Stylesheet Analysis Technique
(Save as web page complete)

Another technique you can use, for those who want to keep various static records of a dynamic site, is to navigate to the pages in your site, starting of course from your home page, and going to all the back pages which can be generated from the web store.

Do this for any page you want to record in it's static state, then you can open it in your web editor/design tool, and look at stuff in a copy, with all the code frozen in time, at that state of theweb page / stylesheet, with all the support files saved and frozen there too.

1.) Save the web page you are at to an eval folder, save as web page complete, all supporting files will be placed in a folder with the same name. Stylesheet paths will change, but you can check live source for the location, and most are in the same place, if not all.

2.) Have a look in the support folder, within the directory you saved the page to. You can then see what images and other supporting files are in the static local disk folder, and have a backup copy.

3.) There are a few good design tools for local work, I use Microsoft Expression Web 3, and others. In your editor, open the static page from your disk. In Expression, as you scroll in split design/code view, you can select areas in the saved page, in design view, and it will highlight the extent of a wrapper for example, and you can see the css names under the main menu. Many pages shared common css selectors and classes.

I liked this approach, because I had a copy of the page I could look at a specific point in time, and it saved the stylesheet to the supporting directory, and other needed files, at that point in time.

4.) Make notes of some of the css element names, and go to your live site, opened maybe in an web editor and experiment with the elements you want to modify, which you can note from the saved static page you have for reference.

5) Repaeat this for all the web page members of the shop.
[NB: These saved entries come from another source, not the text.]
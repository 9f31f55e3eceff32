//! Interactive month picker drawn with ratatui.
//!
//! Day cells and the `<` / `>` header controls are clicked with the mouse;
//! the screen is redrawn after every event.

use anyhow::Result;
use crossterm::event::{
    self, Event, KeyCode, KeyEvent, KeyEventKind, MouseButton, MouseEvent, MouseEventKind,
};
use ratatui::{
    Frame, Terminal,
    backend::Backend,
    layout::{Alignment, Constraint, Direction, Layout, Position, Rect},
    style::{Color, Modifier, Style},
    text::{Line, Span},
    widgets::{Block, Borders, Paragraph},
};
use rangepick_core::grid::{DayCell, Grid};
use rangepick_core::locale::MonthNames;
use rangepick_core::{CalendarRangeModel, Clock, Selection};
use tracing::debug;

use crate::render::weekday_header_labels;

/// How the picker was closed.
#[derive(Debug, Clone, PartialEq, Eq)]
pub enum Outcome {
    Accepted(Selection),
    Cancelled,
}

/// Something clickable on screen.
#[derive(Debug, Clone, Copy, PartialEq, Eq)]
enum Hit {
    Previous,
    Next,
    Day(DayCell),
}

/// Screen regions from the last draw, used to resolve mouse clicks.
#[derive(Debug, Default)]
struct HitMap {
    previous: Option<Rect>,
    next: Option<Rect>,
    cells: Vec<(Rect, DayCell)>,
}

impl HitMap {
    fn hit(&self, column: u16, row: u16) -> Option<Hit> {
        let position = Position::new(column, row);

        if self.previous.is_some_and(|r| r.contains(position)) {
            return Some(Hit::Previous);
        }
        if self.next.is_some_and(|r| r.contains(position)) {
            return Some(Hit::Next);
        }
        self.cells
            .iter()
            .find(|(rect, _)| rect.contains(position))
            .map(|(_, cell)| Hit::Day(*cell))
    }
}

pub struct PickerApp {
    model: CalendarRangeModel,
    clock: Box<dyn Clock>,
    names: Box<dyn MonthNames>,
    hits: HitMap,
    outcome: Option<Outcome>,
}

impl PickerApp {
    pub fn new(model: CalendarRangeModel, clock: Box<dyn Clock>, names: Box<dyn MonthNames>) -> Self {
        PickerApp {
            model,
            clock,
            names,
            hits: HitMap::default(),
            outcome: None,
        }
    }

    pub fn run<B: Backend>(mut self, terminal: &mut Terminal<B>) -> Result<Outcome> {
        loop {
            terminal.draw(|f| self.draw(f))?;

            self.handle_event(event::read()?);

            if let Some(outcome) = self.outcome.take() {
                return Ok(outcome);
            }
        }
    }

    fn handle_event(&mut self, event: Event) {
        match event {
            Event::Key(key) => self.handle_key(key),
            Event::Mouse(mouse) => self.handle_mouse(mouse),
            _ => {}
        }
    }

    fn handle_key(&mut self, key: KeyEvent) {
        if key.kind != KeyEventKind::Press {
            return;
        }
        match key.code {
            KeyCode::Char('q') | KeyCode::Char('Q') | KeyCode::Esc => {
                self.outcome = Some(Outcome::Cancelled);
            }
            KeyCode::Enter => {
                self.outcome = Some(Outcome::Accepted(*self.model.selection()));
            }
            KeyCode::Left | KeyCode::Char('h') => self.model.advance_month(-1),
            KeyCode::Right | KeyCode::Char('l') => self.model.advance_month(1),
            _ => {}
        }
    }

    fn handle_mouse(&mut self, mouse: MouseEvent) {
        if mouse.kind != MouseEventKind::Down(MouseButton::Left) {
            return;
        }
        match self.hits.hit(mouse.column, mouse.row) {
            Some(Hit::Previous) => self.model.advance_month(-1),
            Some(Hit::Next) => self.model.advance_month(1),
            Some(Hit::Day(cell)) => {
                let changed = self
                    .model
                    .handle_day_click(cell.day, cell.belongs_to_displayed_month);
                debug!(day = cell.day, changed, "cell clicked");
            }
            None => {}
        }
    }

    fn draw(&mut self, f: &mut Frame) {
        self.hits = HitMap::default();

        let block = Block::default()
            .borders(Borders::ALL)
            .title(" rangepick ")
            .title_alignment(Alignment::Center);
        let inner = block.inner(f.area());
        f.render_widget(block, f.area());

        let grid = self.model.build_grid(self.clock.today());
        let weeks = grid.weeks().count() as u16;

        // Header, weekday row and help line, plus one row per week.
        if inner.width < 21 || inner.height < 3 + weeks {
            f.render_widget(Paragraph::new("Terminal too small"), inner);
            return;
        }

        let chunks = Layout::default()
            .direction(Direction::Vertical)
            .constraints([
                Constraint::Length(1),
                Constraint::Length(1),
                Constraint::Min(weeks),
                Constraint::Length(1),
            ])
            .split(inner);

        self.draw_header(f, chunks[0]);
        self.draw_weekdays(f, chunks[1]);
        self.draw_grid(f, chunks[2], &grid);
        draw_help(f, chunks[3], self.model.selection());
    }

    fn draw_header(&mut self, f: &mut Frame, area: Rect) {
        let columns = Layout::default()
            .direction(Direction::Horizontal)
            .constraints([Constraint::Length(3), Constraint::Min(0), Constraint::Length(3)])
            .split(area);

        let arrow = Style::default().fg(Color::Cyan).add_modifier(Modifier::BOLD);
        let label = self.model.displayed_month_label(self.names.as_ref());

        f.render_widget(Paragraph::new(Span::styled(" < ", arrow)), columns[0]);
        f.render_widget(
            Paragraph::new(Span::styled(label, Style::default().add_modifier(Modifier::BOLD)))
                .alignment(Alignment::Center),
            columns[1],
        );
        f.render_widget(Paragraph::new(Span::styled(" > ", arrow)), columns[2]);

        self.hits.previous = Some(columns[0]);
        self.hits.next = Some(columns[2]);
    }

    fn draw_weekdays(&self, f: &mut Frame, area: Rect) {
        let cell_width = (area.width / 7) as usize;
        let style = Style::default().fg(Color::Yellow).add_modifier(Modifier::BOLD);

        let spans: Vec<Span> = weekday_header_labels(self.model.options().week_start)
            .into_iter()
            .map(|label| Span::styled(format!("{:^width$}", label, width = cell_width), style))
            .collect();
        f.render_widget(Paragraph::new(Line::from(spans)), area);
    }

    fn draw_grid(&mut self, f: &mut Frame, area: Rect, grid: &Grid) {
        let cell_width = area.width / 7;
        let weeks = grid.weeks().count().max(1) as u16;
        let cell_height = (area.height / weeks).max(1);

        for (row, week) in grid.weeks().enumerate() {
            let y = area.y + row as u16 * cell_height;

            for (column, cell) in week.iter().enumerate() {
                let rect = Rect {
                    x: area.x + column as u16 * cell_width,
                    y,
                    width: cell_width,
                    height: cell_height,
                };

                let text = Span::styled(format!("{}", cell.day), cell_style(cell));
                f.render_widget(
                    Paragraph::new(text)
                        .style(cell_background(cell))
                        .alignment(Alignment::Center),
                    rect,
                );
                self.hits.cells.push((rect, *cell));
            }
        }
    }
}

fn cell_background(cell: &DayCell) -> Style {
    if cell.is_range_endpoint {
        Style::default().bg(Color::Cyan)
    } else if cell.is_in_range {
        Style::default().bg(Color::Blue)
    } else {
        Style::default()
    }
}

fn cell_style(cell: &DayCell) -> Style {
    if !cell.belongs_to_displayed_month {
        return Style::default().fg(Color::DarkGray);
    }

    let mut style = cell_background(cell);
    if cell.is_range_endpoint {
        style = style.fg(Color::Black).add_modifier(Modifier::BOLD);
    }
    if cell.is_today {
        style = style.fg(Color::Yellow).add_modifier(Modifier::UNDERLINED);
    }
    style
}

fn draw_help(f: &mut Frame, area: Rect, selection: &Selection) {
    let key = Style::default().fg(Color::Yellow);
    let status = match selection {
        Selection::Empty => "pick a start".to_string(),
        Selection::Start { start } => format!("{}..", start),
        Selection::Range { start, end } => format!("{}..{}", start, end),
    };

    let line = Line::from(vec![
        Span::styled("Click", key),
        Span::raw(": select  "),
        Span::styled("←/→", key),
        Span::raw(": month  "),
        Span::styled("Enter", key),
        Span::raw(": accept  "),
        Span::styled("Q", key),
        Span::raw(": cancel  "),
        Span::styled(status, Style::default().fg(Color::Cyan)),
    ]);
    f.render_widget(Paragraph::new(line), area);
}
Then you have a referenceable record of each page, and exactly what was going on in it when it was dynamically generated to your browser. You can also go around the web to other pages, and try it too, then look at the support folder, and check out the css files, and whats going on in the page referencing that css file.

Another good experiment is to go through ALL the colors in the stylesheet, and make a html table, with each cell containing the colors in the sheet, just to see them against eachother. This alone can give you a snapshot of the color palette in use in for example the classic template. You can also open all the images, or thumbnail view them to see whats what.
For my purposes I like to simplify wacked out color palettes, to a handful of good colors that work well with eachother and the page dominant backgrounds, which will usually be a single background color fill or 2 and some foreground, and edge defining colors. You could go around changing colors to greens and yellows and pinks, in places to see where they are coming up one, two or three at a time, then change back till your ready to start applying. As you do, start commenting the css text
/*comment*/
to describe the elements - even hard copies are good for this, as you have a visual to work from quickly.
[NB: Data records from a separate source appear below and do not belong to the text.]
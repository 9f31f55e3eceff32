//! Month display names.

use chrono::Month;

use crate::error::{PickerError, PickerResult};
use crate::month::DisplayedMonth;

/// Maps a zero-based month index (0 = January) to a display name.
pub trait MonthNames {
    fn month_name(&self, index: u32) -> &str;
}

/// English month names.
#[derive(Debug, Clone, Copy, Default)]
pub struct EnglishMonthNames;

impl MonthNames for EnglishMonthNames {
    fn month_name(&self, index: u32) -> &str {
        index
            .checked_add(1)
            .and_then(|n| u8::try_from(n).ok())
            .and_then(|n| Month::try_from(n).ok())
            .map(|m| m.name())
            .unwrap_or("")
    }
}

/// Twelve names supplied by configuration.
#[derive(Debug, Clone)]
pub struct CustomMonthNames {
    names: Vec<String>,
}

impl CustomMonthNames {
    pub fn new(names: Vec<String>) -> PickerResult<Self> {
        if names.len() != 12 {
            return Err(PickerError::Config(format!(
                "month_names must list 12 names, got {}",
                names.len()
            )));
        }
        Ok(CustomMonthNames { names })
    }
}

impl MonthNames for CustomMonthNames {
    fn month_name(&self, index: u32) -> &str {
        self.names.get(index as usize).map(String::as_str).unwrap_or("")
    }
}

/// "Year MonthName", e.g. "2024 February".
pub fn month_label(month: DisplayedMonth, names: &dyn MonthNames) -> String {
    format!("{} {}", month.year(), names.month_name(month.index0()))
}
You can then, if you want to simplify, narrowing 2 or 3 colors to a new color, and so on, till you narrow the 25 or so colors the classic template uses to 5 to 10, or less.

Another thing is that if you use more colors, like 10 or twenty, relate them to a 2, 3 or 4 color hue palette, and vary out from these base colors, with varying saturations, or lighter/darker versions of those colors. This can help pull insanity into variety with a logic.
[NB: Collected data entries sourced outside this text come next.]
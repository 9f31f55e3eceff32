use std::str::FromStr;

use anyhow::{Context, Result};
use owo_colors::OwoColorize;
use rangepick_core::config::PickerConfig;
use rangepick_core::grid::Grid;
use rangepick_core::locale::MonthNames;
use rangepick_core::{
    CalendarDate, CalendarRangeModel, Clock, DisplayedMonth, FixedClock, GridOptions, Selection,
    SystemClock,
};
use serde::Serialize;

use crate::render::{render_month, render_selection};

/// One replayed input.
#[derive(Debug, Clone, Copy, PartialEq, Eq)]
pub enum Action {
    Click(u32),
    Advance(i32),
}

impl FromStr for Action {
    type Err = String;

    fn from_str(s: &str) -> Result<Self, Self::Err> {
        match s {
            "next" | ">" => Ok(Action::Advance(1)),
            "prev" | "<" => Ok(Action::Advance(-1)),
            day => day
                .parse::<u32>()
                .map(Action::Click)
                .map_err(|_| format!("'{}' is not a day number, 'prev' or 'next'", s)),
        }
    }
}

pub struct ShowRequest {
    pub month: Option<DisplayedMonth>,
    pub today: Option<CalendarDate>,
    pub start: Option<CalendarDate>,
    pub end: Option<CalendarDate>,
    pub json: bool,
    pub options: GridOptions,
    pub actions: Vec<Action>,
}

#[derive(Serialize)]
struct ShowOutput<'a> {
    label: String,
    selection: &'a Selection,
    grid: &'a Grid,
}

pub fn run(request: ShowRequest, config: &PickerConfig) -> Result<()> {
    let clock: Box<dyn Clock> = match request.today {
        Some(today) => Box::new(FixedClock(today)),
        None => Box::new(SystemClock),
    };
    let names = config.month_names()?;

    let model = replay(&request, clock.as_ref())?;
    let today = clock.today();
    let grid = model.build_grid(today);

    if request.json {
        let output = ShowOutput {
            label: model.displayed_month_label(names.as_ref()),
            selection: model.selection(),
            grid: &grid,
        };
        println!(
            "{}",
            serde_json::to_string_pretty(&output).context("Failed to serialize grid")?
        );
        return Ok(());
    }

    print_grid(&model, &grid, names.as_ref());
    Ok(())
}

/// Build the model and feed it the requested clicks and month changes.
fn replay(request: &ShowRequest, clock: &dyn Clock) -> Result<CalendarRangeModel> {
    let selection = Selection::from_bounds(request.start, request.end)?;
    let month = request
        .month
        .unwrap_or_else(|| DisplayedMonth::containing(clock.today()));

    let mut model = CalendarRangeModel::starting_at(month, request.options).with_selection(selection);

    for action in &request.actions {
        match *action {
            Action::Advance(delta) => model.advance_month(delta),
            Action::Click(day) => {
                let displayed = model.displayed_month();
                if displayed.date(day).is_none() {
                    anyhow::bail!(
                        "Day {} does not exist in {} ({} days)",
                        day,
                        displayed,
                        displayed.days()
                    );
                }
                model.handle_day_click(day, true);
            }
        }
    }

    Ok(model)
}

fn print_grid(model: &CalendarRangeModel, grid: &Grid, names: &dyn MonthNames) {
    let label = model.displayed_month_label(names);
    println!("{}", render_month(grid, &label, true));

    if grid.overflows() {
        println!(
            "{}",
            format!("{} needs six weeks; use --layout variable to show them all", label).dimmed()
        );
    }

    println!();
    println!("{}", render_selection(model.selection()));
}

#[cfg(test)]
mod tests {
    use super::*;

    fn request(actions: Vec<Action>) -> ShowRequest {
        ShowRequest {
            month: Some(DisplayedMonth::new(2024, 2).unwrap()),
            today: None,
            start: None,
            end: None,
            json: false,
            options: GridOptions::default(),
            actions,
        }
    }

    fn clock() -> FixedClock {
        FixedClock(CalendarDate::new(2024, 2, 14).unwrap())
    }

    #[test]
    fn test_action_parsing() {
        assert_eq!("12".parse::<Action>().unwrap(), Action::Click(12));
        assert_eq!("next".parse::<Action>().unwrap(), Action::Advance(1));
        assert_eq!("<".parse::<Action>().unwrap(), Action::Advance(-1));
        assert!("tomorrow".parse::<Action>().is_err());
    }

    #[test]
    fn test_replay_clicks_across_months() {
        let actions = vec![Action::Click(20), Action::Advance(1), Action::Click(3)];
        let model = replay(&request(actions), &clock()).unwrap();

        assert_eq!(
            *model.selection(),
            Selection::Range {
                start: CalendarDate::new(2024, 2, 20).unwrap(),
                end: CalendarDate::new(2024, 3, 3).unwrap(),
            }
        );
        assert_eq!(model.displayed_month(), DisplayedMonth::new(2024, 3).unwrap());
    }

    #[test]
    fn test_replay_rejects_day_outside_month() {
        let result = replay(&request(vec![Action::Click(30)]), &clock());
        assert!(result.is_err());
    }

    #[test]
    fn test_replay_defaults_to_clock_month() {
        let mut req = request(vec![]);
        req.month = None;
        let model = replay(&req, &clock()).unwrap();
        assert_eq!(model.displayed_month(), DisplayedMonth::new(2024, 2).unwrap());
    }

    #[test]
    fn test_replay_seeds_selection() {
        let mut req = request(vec![Action::Click(12)]);
        req.start = Some(CalendarDate::new(2024, 2, 10).unwrap());
        let model = replay(&req, &clock()).unwrap();
        assert_eq!(model.selection().end(), Some(CalendarDate::new(2024, 2, 12).unwrap()));
    }
}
Make your template at the end. Another thing you can do, is modify the core stuff, since you can copy it all to a template at the end, and then you have it worked out for either template; the one which will be overwritten at upgrade time, and your modified clone of it. This saved me time, because I can make layout and color changes, and I know I'm going to, when I'm close to done, copy them into a template override, that I can apply later.

This may be a little slower, but you have:

a static record, that you can re-open and have a look at anytime, you can even comment the saved pages,
you can have progressive versions over time,
and you have a copy of the stylesheet at that time,
plus all the images you might want to modify, that that page is calling.

You can select visual elements, and see their css element counterpart name. You can then work realtime on your site, or experiment previewing the local file, with experimental changes made locally.